The study's authors write that as skin begins to lose moisture and deteriorate around age 50, it begins to experience a breakdown of the "permeability barrier." The barrier is meant to both keep water in the body and act as a shield from sinister pathogens outside our bodies.

When this barrier weakens with age because of the loss of moisture, it releases cytokines (a sort of protein released by immune system cells) to signal inflammation in age-affected areas of the skin. Typically, such cytokines are meant to help repair the barrier, but older skin takes more effort to fix, researchers write, so the skin repeatedly releases these "inflammatory signals." Eventually, the cytokines can leak into the blood, potentially causing inflammation all over the body.

Previously, researchers didn't suspect that skin could be to blame to furthering such diseases, but more recent studies have pointed to the possibility that skin inflammation may be to blame for heart disease.

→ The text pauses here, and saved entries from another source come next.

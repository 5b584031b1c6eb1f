//! External merge sort used to produce the sorted digest index.
//!
//! Phase 1: records are accumulated in memory up to a bounded budget, sorted
//! in place with a hand-rolled median-of-three quicksort, and spilled to a
//! `tempfile`-backed run. Phase 2: a k-way merge reads one buffered record
//! per run and pulls the smallest through a `BinaryHeap`, so peak memory is
//! O(number of runs) rather than O(total records).

use std::cmp::Ordering;
use std::collections::BinaryHeap;
use std::io::{BufRead, BufReader, BufWriter, Write};

use tempfile::NamedTempFile;

use crate::error::Result;

/// One `path\0hex` record, as stored in the digest index.
#[derive(Clone, Debug, Eq, PartialEq)]
pub struct Record {
    pub path: String,
    pub hex: String,
}

impl Record {
    fn to_line(&self) -> String {
        format!("{}\0{}\n", self.path, self.hex)
    }

    fn from_line(line: &str) -> Option<Record> {
        let line = line.strip_suffix('\n').unwrap_or(line);
        let (path, hex) = line.split_once('\0')?;
        Some(Record {
            path: path.to_string(),
            hex: hex.to_string(),
        })
    }
}

/// Ordered by `path` alone: the index is keyed on path, and paths are
/// unique within a single run by construction (one digest per walked file).
impl Ord for Record {
    fn cmp(&self, other: &Self) -> Ordering {
        self.path.cmp(&other.path)
    }
}
impl PartialOrd for Record {
    fn partial_cmp(&self, other: &Self) -> Option<Ordering> {
        Some(self.cmp(other))
    }
}

/// In-place median-of-three quicksort, insertion-sort fallback below the
/// cutoff. Spec-mandated rather than `slice::sort`, so phase-1 runs have a
/// reproducible, non-allocating sort step.
pub fn quicksort(records: &mut [Record]) {
    const INSERTION_CUTOFF: usize = 16;
    if records.len() <= INSERTION_CUTOFF {
        insertion_sort(records);
        return;
    }
    let pivot_idx = median_of_three(records);
    records.swap(pivot_idx, records.len() - 1);
    let pivot_pos = partition(records);
    let (left, rest) = records.split_at_mut(pivot_pos);
    let right = &mut rest[1..];
    quicksort(left);
    quicksort(right);
}

fn insertion_sort(records: &mut [Record]) {
    for i in 1..records.len() {
        let mut j = i;
        while j > 0 && records[j - 1] > records[j] {
            records.swap(j - 1, j);
            j -= 1;
        }
    }
}

fn median_of_three(records: &[Record]) -> usize {
    let lo = 0;
    let mid = records.len() / 2;
    let hi = records.len() - 1;
    let (a, b, c) = (&records[lo], &records[mid], &records[hi]);
    if (a <= b && b <= c) || (c <= b && b <= a) {
        mid
    } else if (b <= a && a <= c) || (c <= a && a <= b) {
        lo
    } else {
        hi
    }
}

fn partition(records: &mut [Record]) -> usize {
    let pivot_last = records.len() - 1;
    let mut store = 0;
    for i in 0..pivot_last {
        if records[i] <= records[pivot_last] {
            records.swap(i, store);
            store += 1;
        }
    }
    records.swap(store, pivot_last);
    store
}

/// A phase-1 run: a sorted batch spilled to a temp file.
struct Run {
    file: BufReader<NamedTempFile>,
    next: Option<Record>,
}

impl Run {
    fn advance(&mut self) -> Result<()> {
        let mut line = String::new();
        let n = self.file.read_line(&mut line)?;
        self.next = if n == 0 { None } else { Record::from_line(&line) };
        Ok(())
    }
}

/// Heap entry: reverse-ordered by record so `BinaryHeap` (a max-heap) pops
/// the smallest pending record first.
struct HeapItem {
    record: Record,
    run_idx: usize,
}
impl Eq for HeapItem {}
impl PartialEq for HeapItem {
    fn eq(&self, other: &Self) -> bool {
        self.record == other.record
    }
}
impl Ord for HeapItem {
    fn cmp(&self, other: &Self) -> Ordering {
        other.record.cmp(&self.record)
    }
}
impl PartialOrd for HeapItem {
    fn partial_cmp(&self, other: &Self) -> Option<Ordering> {
        Some(self.cmp(other))
    }
}

/// Sorts an unbounded stream of records into `out`, spilling to temp files
/// as needed so memory use stays bounded by `memory_budget_bytes`.
///
/// `records` is consumed incrementally: `next_record` is called until it
/// returns `None`, accumulating an in-memory batch no larger than the
/// budget (by rough byte-size estimate) before each batch is sorted and
/// spilled. The spilled runs are then merged into `out` in one k-way pass.
pub fn external_sort(
    mut next_record: impl FnMut() -> Result<Option<Record>>,
    memory_budget_bytes: usize,
    out: &mut impl Write,
) -> Result<()> {
    let mut runs: Vec<NamedTempFile> = Vec::new();
    let mut batch: Vec<Record> = Vec::new();
    let mut batch_bytes = 0usize;

    loop {
        match next_record()? {
            Some(rec) => {
                batch_bytes += rec.path.len() + rec.hex.len() + 2;
                batch.push(rec);
                if batch_bytes >= memory_budget_bytes {
                    spill(&mut batch, &mut runs)?;
                    batch_bytes = 0;
                }
            }
            None => break,
        }
    }
    if !batch.is_empty() {
        spill(&mut batch, &mut runs)?;
    }

    merge_runs(runs, out)
}

fn spill(batch: &mut Vec<Record>, runs: &mut Vec<NamedTempFile>) -> Result<()> {
    quicksort(batch);
    let mut tmp = NamedTempFile::new()?;
    {
        let mut w = BufWriter::new(&mut tmp);
        for rec in batch.iter() {
            w.write_all(rec.to_line().as_bytes())?;
        }
        w.flush()?;
    }
    runs.push(tmp);
    batch.clear();
    Ok(())
}

fn merge_runs(runs: Vec<NamedTempFile>, out: &mut impl Write) -> Result<()> {
    if runs.is_empty() {
        return Ok(());
    }
    let mut opened: Vec<Run> = Vec::with_capacity(runs.len());
    for mut tmp in runs {
        use std::io::Seek;
        tmp.as_file_mut().seek(std::io::SeekFrom::Start(0))?;
        let mut run = Run {
            file: BufReader::new(tmp),
            next: None,
        };
        run.advance()?;
        opened.push(run);
    }

    let mut heap = BinaryHeap::new();
    for (idx, run) in opened.iter().enumerate() {
        if let Some(rec) = &run.next {
            heap.push(HeapItem {
                record: rec.clone(),
                run_idx: idx,
            });
        }
    }

    let mut w = BufWriter::new(out);
    while let Some(HeapItem { record, run_idx }) = heap.pop() {
        w.write_all(record.to_line().as_bytes())?;
        opened[run_idx].advance()?;
        if let Some(rec) = opened[run_idx].next.clone() {
            heap.push(HeapItem {
                record: rec,
                run_idx,
            });
        }
    }
    w.flush()?;
    Ok(())
}

#[cfg(test)]
mod tests {
    use super::*;

    #[test]
    fn quicksort_orders_by_path() {
        let mut records = vec![
            Record { path: "c".into(), hex: "3".into() },
            Record { path: "a".into(), hex: "1".into() },
            Record { path: "b".into(), hex: "2".into() },
        ];
        quicksort(&mut records);
        let paths: Vec<_> = records.iter().map(|r| r.path.as_str()).collect();
        assert_eq!(paths, vec!["a", "b", "c"]);
    }

    #[test]
    fn quicksort_handles_duplicates_and_small_slices() {
        let mut records = vec![
            Record { path: "x".into(), hex: "1".into() },
            Record { path: "x".into(), hex: "2".into() },
        ];
        quicksort(&mut records);
        assert_eq!(records[0].path, "x");
        assert_eq!(records[1].path, "x");

        let mut empty: Vec<Record> = vec![];
        quicksort(&mut empty);
        assert!(empty.is_empty());

        let mut one = vec![Record { path: "only".into(), hex: "1".into() }];
        quicksort(&mut one);
        assert_eq!(one.len(), 1);
    }

    #[test]
    fn external_sort_merges_multiple_runs_in_order() {
        let input = vec!["d", "b", "a", "c", "e", "f"];
        let mut iter = input.into_iter().enumerate();
        let mut out = Vec::new();

        external_sort(
            || {
                Ok(iter.next().map(|(i, p)| Record {
                    path: p.to_string(),
                    hex: format!("{i:02x}"),
                }))
            },
            // tiny budget forces multiple spilled runs
            20,
            &mut out,
        )
        .unwrap();

        let text = String::from_utf8(out).unwrap();
        let paths: Vec<_> = text.lines().map(|l| l.split('\0').next().unwrap()).collect();
        assert_eq!(paths, vec!["a", "b", "c", "d", "e", "f"]);
    }
}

"The inflammation must come from an organ big enough that very minor inflammation can affect the whole body. Skin is a good candidate for this because of its size," said study senior author Dr. Mao-Qiang Man. "Once we get old, we have dermatological symptoms like itchiness, dryness and changes in acidity. It could be that the skin has very minor inflammation, and because it's such a large organ, it elevates circulating cytokine levels."

The UCSF study, funded by the National Institute on Aging, the National Institute of Arthritis and Musculoskeletal and Skin Diseases and the National Natural Science Foundation of China was conducted with 33 adults between the ages of 58 and 95 years old. They were given a type of moisturizer researchers had noted for its ratio of three lipids known to be beneficial to skin health.

The participants were directed to apply the moisturizer all over the body twice a day for a month, after which clinicians found their cytokine levels "to be nearly equivalent with people in their 30s, suggesting that rejuvenating the skin can reverse 'inflamm-aging.'" The specific name of the moisturizer was not given, but the study notes it had a "beneficial ratio of three types of lipids (cholesterol, free fatty acids, and ceramides) that are vital for skin health." A disclosure of potential conflicts of interests lists two authors and UCSF researchers on the study consult for the South Korean company Neopharm, Ltd., which had produced the moisturizer for the trial.

Next, scientists will follow up on their initial findings with a more long-term study to test the effects of applying the moisturizer. If the findings are similar, it may confirm that applying reparative moisturizer may be an effective way of staving off chronic diseases.